(WHAT YOU ARE ASKED TO DO) Return all lines below containing the word "logging".

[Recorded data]
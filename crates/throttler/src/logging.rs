//! provides logging helpers

use std::collections::BTreeMap;
use std::fmt::{self};
use std::path::Path;
use std::time::SystemTime;
use std::time::UNIX_EPOCH;

use tracing::field::Field;
use tracing::field::Visit;
use tracing::Event;
use tracing::Subscriber;
use tracing_appender::rolling::RollingFileAppender;
use tracing_appender::rolling::Rotation;
use tracing_subscriber::filter::FilterExt;
use tracing_subscriber::filter::{self};
use tracing_subscriber::fmt::layer;
use tracing_subscriber::fmt::FormatEvent;
use tracing_subscriber::prelude::*;
use tracing_subscriber::registry;

/// initiate the global tracing subscriber
pub fn init() {
    let env_filter = filter::EnvFilter::builder()
        .with_default_directive(filter::LevelFilter::INFO.into())
        .from_env_lossy();

    let fmt_layer = layer()
        .with_writer(std::io::stderr)
        .with_target(true)
        .with_filter(env_filter);

    registry().with(fmt_layer).init();
}

struct InfluxDBFormatter;

/// Splits an event into line-protocol tags (`tag_`-prefixed field names)
/// and values. Ordered maps, so one measurement serializes its keys in the
/// same order on every sample.
struct FieldVisitor<'a> {
    tags: BTreeMap<&'a str, String>,
    fields: BTreeMap<&'a str, String>,
}

impl Visit for FieldVisitor<'_> {
    fn record_str(&mut self, field: &Field, value: &str) {
        match field.name().strip_prefix("tag_") {
            Some(tag) => self.tags.insert(tag, value.to_string()),
            None => self.fields.insert(field.name(), value.to_string()),
        };
    }

    fn record_debug(&mut self, field: &Field, value: &dyn fmt::Debug) {
        match field.name().strip_prefix("tag_") {
            Some(tag) => self.tags.insert(tag, format!("{value:?}")),
            None => self.fields.insert(field.name(), format!("{value:?}")),
        };
    }
}

impl<S, N> FormatEvent<S, N> for InfluxDBFormatter
where
    S: Subscriber + for<'a> tracing_subscriber::registry::LookupSpan<'a>,
    N: for<'a> tracing_subscriber::fmt::FormatFields<'a> + 'static,
{
    fn format_event(
        &self,
        _ctx: &tracing_subscriber::fmt::FmtContext<'_, S, N>,
        mut writer: tracing_subscriber::fmt::format::Writer<'_>,
        event: &Event<'_>,
    ) -> fmt::Result {
        let mut visitor = FieldVisitor {
            tags: BTreeMap::new(),
            fields: BTreeMap::new(),
        };
        event.record(&mut visitor);

        // Measurement name is the event target, minus the routing prefix.
        let measurement = event.metadata().target();
        write!(
            writer,
            "{}",
            measurement.strip_prefix("metrics.").unwrap_or(measurement)
        )?;
        for (key, value) in &visitor.tags {
            write!(writer, ",{key}={value}")?;
        }

        write!(writer, " ")?;
        for (i, (key, value)) in visitor.fields.iter().enumerate() {
            let sep = if i == 0 { "" } else { "," };
            write!(writer, "{sep}{key}={value}")?;
        }

        let timestamp = SystemTime::now()
            .duration_since(UNIX_EPOCH)
            .expect("clock before epoch")
            .as_nanos();
        writeln!(writer, " {timestamp}")?;

        Ok(())
    }
}

/// initiate the global tracing subscriber with a rolling metrics file;
/// `metrics.*` events go to the file in InfluxDB line format and are kept
/// out of stderr
pub fn init_with_metrics_file<P: AsRef<Path>>(
    metrics_file: P,
) -> tracing_appender::non_blocking::WorkerGuard {
    let metrics_file = metrics_file.as_ref();
    let path = metrics_file.parent().expect("path");
    let file = metrics_file.file_name().expect("log file");
    let env_filter = filter::EnvFilter::builder()
        .with_default_directive(filter::LevelFilter::INFO.into())
        .from_env_lossy();

    let fmt_layer = layer()
        .with_writer(std::io::stderr)
        .with_target(true)
        .with_filter(env_filter.and(filter::filter_fn(|metadata| {
            !metadata.target().contains("metrics")
        })));

    let appender = RollingFileAppender::builder()
        .rotation(Rotation::DAILY)
        .filename_prefix(file.to_str().expect("metrics file name"))
        .max_log_files(3)
        .build(path)
        .expect("failed to create rolling file appender");

    let (file_writer, file_guard) = tracing_appender::non_blocking(appender);

    let metrics_layer = layer()
        .event_format(InfluxDBFormatter {})
        .fmt_fields(tracing_subscriber::fmt::format::DefaultFields::new())
        .with_writer(file_writer)
        .with_ansi(false)
        .with_filter(filter::filter_fn(|metadata| {
            metadata.target().contains("metrics")
        }));

    registry().with(fmt_layer).with(metrics_layer).init();
    file_guard
}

(TASK RESPONSE)
filename crates/throttler/src/logging.rs
//! provides logging helpers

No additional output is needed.